# Honey$



## drumlinridgewinery (Aug 28, 2016)

Wondering what others are paying for locally grown raw honey? I can get several gallon for $10 per quart. I looked in my area and looks to be good price


----------



## Jericurl (Aug 29, 2016)

I would get it at those prices.

The cheapest I have found locally is about $15 per quart, $45 a gallon for wildflower honey.

I've gone to the Farmer's Market and there are a couple of beekeepers there that are selling it for $18/quart. And getting that for it as well.


----------



## wpt-me (Aug 30, 2016)

My last check with them was $7.00 a pound.

Bill


----------



## Hinermad (Aug 30, 2016)

Around here (upstate NY) the honey farmer I normally deal with at the public market is selling wildflower honey for a little over $4 a pound. I think I paid $15 for a quart (3 pounds) last week. A few times when I've bought a large amount for a batch of mead they knocked the price down to $3 a pound, but that's when I was buying 15 pounds in one go.
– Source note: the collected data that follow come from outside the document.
//! Book-Category link endpoints

use axum::{extract::State, http::StatusCode, Json};

use crate::{
    error::AppResult,
    models::book_category::{BookCategoryId, BookCategoryResponse, CreateBookCategory},
    AppState,
};

use super::{PathParams, ValidatedJson};

/// List all book-category links
#[utoipa::path(
    get,
    path = "/book_categories",
    tag = "book_categories",
    responses(
        (status = 200, description = "Link list", body = Vec<BookCategoryResponse>)
    )
)]
pub async fn list_book_categories(
    State(state): State<AppState>,
) -> AppResult<Json<Vec<BookCategoryResponse>>> {
    Ok(Json(state.services.book_categories.find_all().await?))
}

/// Get a single link
#[utoipa::path(
    get,
    path = "/book_categories/{book_id}/{category_id}",
    tag = "book_categories",
    params(
        ("book_id" = i32, Path, description = "Book ID"),
        ("category_id" = i32, Path, description = "Category ID")
    ),
    responses(
        (status = 200, description = "Link details", body = BookCategoryResponse),
        (status = 404, description = "Link not found", body = crate::error::ErrorResponse)
    )
)]
pub async fn get_book_category(
    State(state): State<AppState>,
    PathParams((book_id, category_id)): PathParams<(i32, i32)>,
) -> AppResult<Json<BookCategoryResponse>> {
    let key = BookCategoryId { book_id, category_id };
    Ok(Json(state.services.book_categories.find_by_id(key).await?))
}

/// File a book under a category
#[utoipa::path(
    post,
    path = "/book_categories",
    tag = "book_categories",
    request_body = CreateBookCategory,
    responses(
        (status = 201, description = "Link created", body = BookCategoryResponse),
        (status = 400, description = "Invalid link data", body = crate::error::ErrorResponse),
        (status = 404, description = "Book or category not found", body = crate::error::ErrorResponse),
        (status = 409, description = "Link already exists", body = crate::error::ErrorResponse)
    )
)]
pub async fn create_book_category(
    State(state): State<AppState>,
    ValidatedJson(data): ValidatedJson<CreateBookCategory>,
) -> AppResult<(StatusCode, Json<BookCategoryResponse>)> {
    let link = state.services.book_categories.create(&data).await?;
    Ok((StatusCode::CREATED, Json(link)))
}

/// Remove a link
#[utoipa::path(
    delete,
    path = "/book_categories/{book_id}/{category_id}",
    tag = "book_categories",
    params(
        ("book_id" = i32, Path, description = "Book ID"),
        ("category_id" = i32, Path, description = "Category ID")
    ),
    responses(
        (status = 204, description = "Link removed")
    )
)]
pub async fn delete_book_category(
    State(state): State<AppState>,
    PathParams((book_id, category_id)): PathParams<(i32, i32)>,
) -> AppResult<StatusCode> {
    let key = BookCategoryId { book_id, category_id };
    state.services.book_categories.delete(key).await?;
    Ok(StatusCode::NO_CONTENT)
}
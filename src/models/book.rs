//! Book model and related types

use chrono::NaiveDate;
use serde::{Deserialize, Serialize};
use sqlx::FromRow;
use utoipa::ToSchema;
use validator::Validate;

use super::{
    translator::{Translator, TranslatorSummary},
    validation::{not_blank, not_in_future, FieldOrder},
};

/// Book row, joined with its translator's name
#[derive(Debug, Clone, PartialEq, FromRow)]
pub struct Book {
    pub id: i32,
    pub name: String,
    pub isbn: String,
    pub no_pages: i32,
    pub price: i32,
    pub language: String,
    pub publish_date: NaiveDate,
    pub translator_id: Option<i32>,
    pub translator_first_name: Option<String>,
    pub translator_last_name: Option<String>,
}

/// Book embedded in other resources
#[derive(Debug, Clone, PartialEq, Serialize, Deserialize, ToSchema)]
pub struct BookSummary {
    pub id: i32,
    pub name: String,
}

/// Book details
#[derive(Debug, Clone, PartialEq, Serialize, Deserialize, ToSchema)]
#[serde(rename_all = "camelCase")]
pub struct BookResponse {
    pub id: i32,
    pub name: String,
    pub isbn: String,
    pub no_pages: i32,
    pub price: i32,
    pub language: String,
    pub publish_date: NaiveDate,
    pub translator: Option<TranslatorSummary>,
}

/// Create book request
#[derive(Debug, Deserialize, Validate, ToSchema)]
#[serde(rename_all = "camelCase")]
pub struct CreateBook {
    #[validate(
        required(message = "name is required and cannot be blank"),
        custom(function = "not_blank", message = "name is required and cannot be blank")
    )]
    pub name: Option<String>,
    #[validate(
        required(message = "isbn is required and cannot be blank"),
        custom(function = "not_blank", message = "isbn is required and cannot be blank")
    )]
    pub isbn: Option<String>,
    #[validate(
        required(message = "noPages is required"),
        range(min = 0, message = "noPages cannot be less than 0")
    )]
    pub no_pages: Option<i32>,
    #[validate(
        required(message = "price is required"),
        range(min = 0, message = "price cannot be less than 0")
    )]
    pub price: Option<i32>,
    #[validate(
        required(message = "language is required and cannot be blank"),
        custom(function = "not_blank", message = "language is required and cannot be blank")
    )]
    pub language: Option<String>,
    /// Format: YYYY-MM-DD
    #[validate(
        required(message = "publishDate is required"),
        custom(function = "not_in_future", message = "publishDate must be in the past or present")
    )]
    pub publish_date: Option<NaiveDate>,
    /// Optional translator reference
    pub translator_id: Option<i32>,
}

impl FieldOrder for CreateBook {
    const FIELDS: &'static [&'static str] = &[
        "name",
        "isbn",
        "no_pages",
        "price",
        "language",
        "publish_date",
    ];
}

/// Update book request; absent fields are left unchanged
#[derive(Debug, Default, Deserialize, Validate, ToSchema)]
#[serde(rename_all = "camelCase")]
pub struct UpdateBook {
    #[validate(custom(function = "not_blank", message = "name cannot be blank"))]
    pub name: Option<String>,
    #[validate(custom(function = "not_blank", message = "isbn cannot be blank"))]
    pub isbn: Option<String>,
    #[validate(range(min = 0, message = "noPages cannot be less than 0"))]
    pub no_pages: Option<i32>,
    #[validate(range(min = 0, message = "price cannot be less than 0"))]
    pub price: Option<i32>,
    #[validate(custom(function = "not_blank", message = "language cannot be blank"))]
    pub language: Option<String>,
    #[validate(custom(function = "not_in_future", message = "publishDate must be in the past or present"))]
    pub publish_date: Option<NaiveDate>,
    /// Reassign the translator
    pub translator_id: Option<i32>,
}

impl FieldOrder for UpdateBook {
    const FIELDS: &'static [&'static str] = &[
        "name",
        "isbn",
        "no_pages",
        "price",
        "language",
        "publish_date",
    ];
}

impl Book {
    /// Overwrite the plain columns present in the patch.
    ///
    /// `translator_id` is resolved by the service and applied with
    /// [`Book::set_translator`].
    pub fn apply_update(&mut self, patch: UpdateBook) {
        if let Some(name) = patch.name {
            self.name = name;
        }
        if let Some(isbn) = patch.isbn {
            self.isbn = isbn;
        }
        if let Some(no_pages) = patch.no_pages {
            self.no_pages = no_pages;
        }
        if let Some(price) = patch.price {
            self.price = price;
        }
        if let Some(language) = patch.language {
            self.language = language;
        }
        if let Some(publish_date) = patch.publish_date {
            self.publish_date = publish_date;
        }
    }

    pub fn set_translator(&mut self, translator: &Translator) {
        self.translator_id = Some(translator.id);
        self.translator_first_name = Some(translator.first_name.clone());
        self.translator_last_name = Some(translator.last_name.clone());
    }

    pub fn translator(&self) -> Option<TranslatorSummary> {
        match (self.translator_id, &self.translator_first_name, &self.translator_last_name) {
            (Some(id), Some(first_name), Some(last_name)) => Some(TranslatorSummary {
                id,
                first_name: first_name.clone(),
                last_name: last_name.clone(),
            }),
            _ => None,
        }
    }
}

impl From<&Book> for BookSummary {
    fn from(book: &Book) -> Self {
        Self {
            id: book.id,
            name: book.name.clone(),
        }
    }
}

impl From<Book> for BookResponse {
    fn from(book: Book) -> Self {
        let translator = book.translator();
        Self {
            id: book.id,
            name: book.name,
            isbn: book.isbn,
            no_pages: book.no_pages,
            price: book.price,
            language: book.language,
            publish_date: book.publish_date,
            translator,
        }
    }
}

#[cfg(test)]
mod tests {
    use super::*;
    use crate::models::validation::validate_payload;
    use serde_json::json;

    fn nineteen_eighty_four() -> Book {
        Book {
            id: 1,
            name: "1984".into(),
            isbn: "X1".into(),
            no_pages: 300,
            price: 10,
            language: "en".into(),
            publish_date: NaiveDate::from_ymd_opt(2020, 1, 1).unwrap(),
            translator_id: None,
            translator_first_name: None,
            translator_last_name: None,
        }
    }

    #[test]
    fn test_response_without_translator() {
        let json = serde_json::to_value(BookResponse::from(nineteen_eighty_four())).unwrap();
        assert_eq!(
            json,
            json!({
                "id": 1,
                "name": "1984",
                "isbn": "X1",
                "noPages": 300,
                "price": 10,
                "language": "en",
                "publishDate": "2020-01-01",
                "translator": null
            })
        );
    }

    #[test]
    fn test_set_translator_embeds_summary() {
        let mut book = nineteen_eighty_four();
        book.set_translator(&Translator {
            id: 4,
            first_name: "Amélie".into(),
            last_name: "Audiberti".into(),
        });
        let response = BookResponse::from(book);
        assert_eq!(response.translator.map(|t| t.id), Some(4));
    }

    #[test]
    fn test_partial_update() {
        let mut book = nineteen_eighty_four();
        book.apply_update(UpdateBook {
            price: Some(12),
            language: Some("fr".into()),
            ..Default::default()
        });
        assert_eq!(book.price, 12);
        assert_eq!(book.language, "fr");
        assert_eq!(book.name, "1984");
        assert_eq!(book.no_pages, 300);
        assert_eq!(BookSummary::from(&book), BookSummary { id: 1, name: "1984".into() });
    }

    #[test]
    fn test_create_validation_order() {
        let payload: CreateBook = serde_json::from_value(json!({
            "name": "1984",
            "isbn": "X1",
            "noPages": -1,
            "price": -5,
            "language": "en",
            "publishDate": "2020-01-01"
        }))
        .unwrap();
        assert_eq!(validate_payload(&payload).unwrap_err(), "noPages cannot be less than 0");
    }

    #[test]
    fn test_valid_create() {
        let payload: CreateBook = serde_json::from_value(json!({
            "name": "1984",
            "isbn": "X1",
            "noPages": 300,
            "price": 10,
            "language": "en",
            "publishDate": "2020-01-01"
        }))
        .unwrap();
        assert!(validate_payload(&payload).is_ok());
        assert_eq!(payload.translator_id, None);
    }

    #[test]
    fn test_bad_date_is_a_parse_error() {
        let result: Result<CreateBook, _> = serde_json::from_value(json!({
            "publishDate": "01/01/2020"
        }));
        assert!(result.is_err());
    }
}
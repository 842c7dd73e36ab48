//! Book Catalog server
//!
//! REST JSON API over a library catalog: books and the people and
//! organisations behind them (authors, editors, translators, publishers),
//! plus category tagging.

use std::sync::Arc;

pub mod api;
pub mod config;
pub mod error;
pub mod models;
pub mod repository;
pub mod services;

pub use config::AppConfig;
pub use error::{AppError, AppResult};

/// Application state shared across all handlers
#[derive(Clone)]
pub struct AppState {
    pub services: Arc<services::Services>,
}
I'd pay $10 a quart any day, unless it was buckwheat honey.


----------



## hounddawg (Sep 4, 2016)

Welcome to WMT,,,,,


check out webstaurantstore.com 
it's high quality and some certified organic
I got turned on a few months ago, and I like the site, I think they sell both pure an un-pure, cant remember, but you look up their pure and organic and they have far better prices then I can get here in Arkansas, 
and jericurl has worlds of smarts on meads she and benardsmith has really helped me along, 
Dawg::








drumlinridgewinery said:


> Wondering what others are paying for locally grown raw honey? I can get several gallon for $10 per quart. I looked in my area and looks to be good price


----------



## hounddawg (Sep 4, 2016)

off subject but your the second to say stay away from buckwheat, can you enlighten me what's so bad about buckwheat honey.
thanks
Dawg







Hinermad said:


> Around here (upstate NY) the honey farmer I normally deal with at the public market is selling wildflower honey for a little over $4 a pound. I think I paid $15 for a quart (3 pounds) last week. A few times when I've bought a large amount for a batch of mead they knocked the price down to $3 a pound, but that's when I was buying 15 pounds in one go.
> 
> I'd pay $10 a quart any day, unless it was buckwheat honey.


----------



## richmke (Sep 4, 2016)

hounddawg said:


> check out webstaurantstore.com



Make sure you know the source of your honey (not just the distributor). I read warnings about china/mexico honey containing stuff you don't want.


----------



## hounddawg (Sep 4, 2016)

yep I know,
this site has certified premises , certified kosher, and some certified organic,
but even this site has I think it's called fox brand that is blended honey, I never use the blended, the other two brands they sell have their papers in order so you can be sure nothing is getting sprayed in however much distance the USDA requires, I know that's on the organic, any thing kosher that's from a relabel source is top of the line, they have the seals and links to check then out, I also do a lot of back sweetening using pioneer granular honey, but now all powered honey I've found is mostly a honey cane sugar mix, but some granular is worlds better then powdered honey. but alas any decent honey is going to dent the wallet, I'm working on a couple local people they sell heated honey, I want raw honey, after I use my AI1 VACUUM Pump it catches any combs, pollen so on an so fourth. I use 1 micron on whites an 5 microns on reds, mead I aint so sure about filter size, just starting with meads, 
Dawg 







richmke said:


> Make sure you know the source of your honey (not just the distributor). I read warnings about china/mexico honey containing stuff you don't want.


----------



## Hinermad (Sep 4, 2016)

hounddawg said:


> off subject but your the second to say stay away from buckwheat, can you enlighten me what's so bad about buckwheat honey.
> thanks



The buckwheat honey that's made around here has a very strong, harsh flavor that doesn't seem to lend itself to making good mead. I saw an article somewhere (sorry, i can't find it right now) that describes Eastern U.S. buckwheat honey as having a "barnyard" aroma and flavor. I wouldn't call it quite that bad, but it does remind me of the smell of silage.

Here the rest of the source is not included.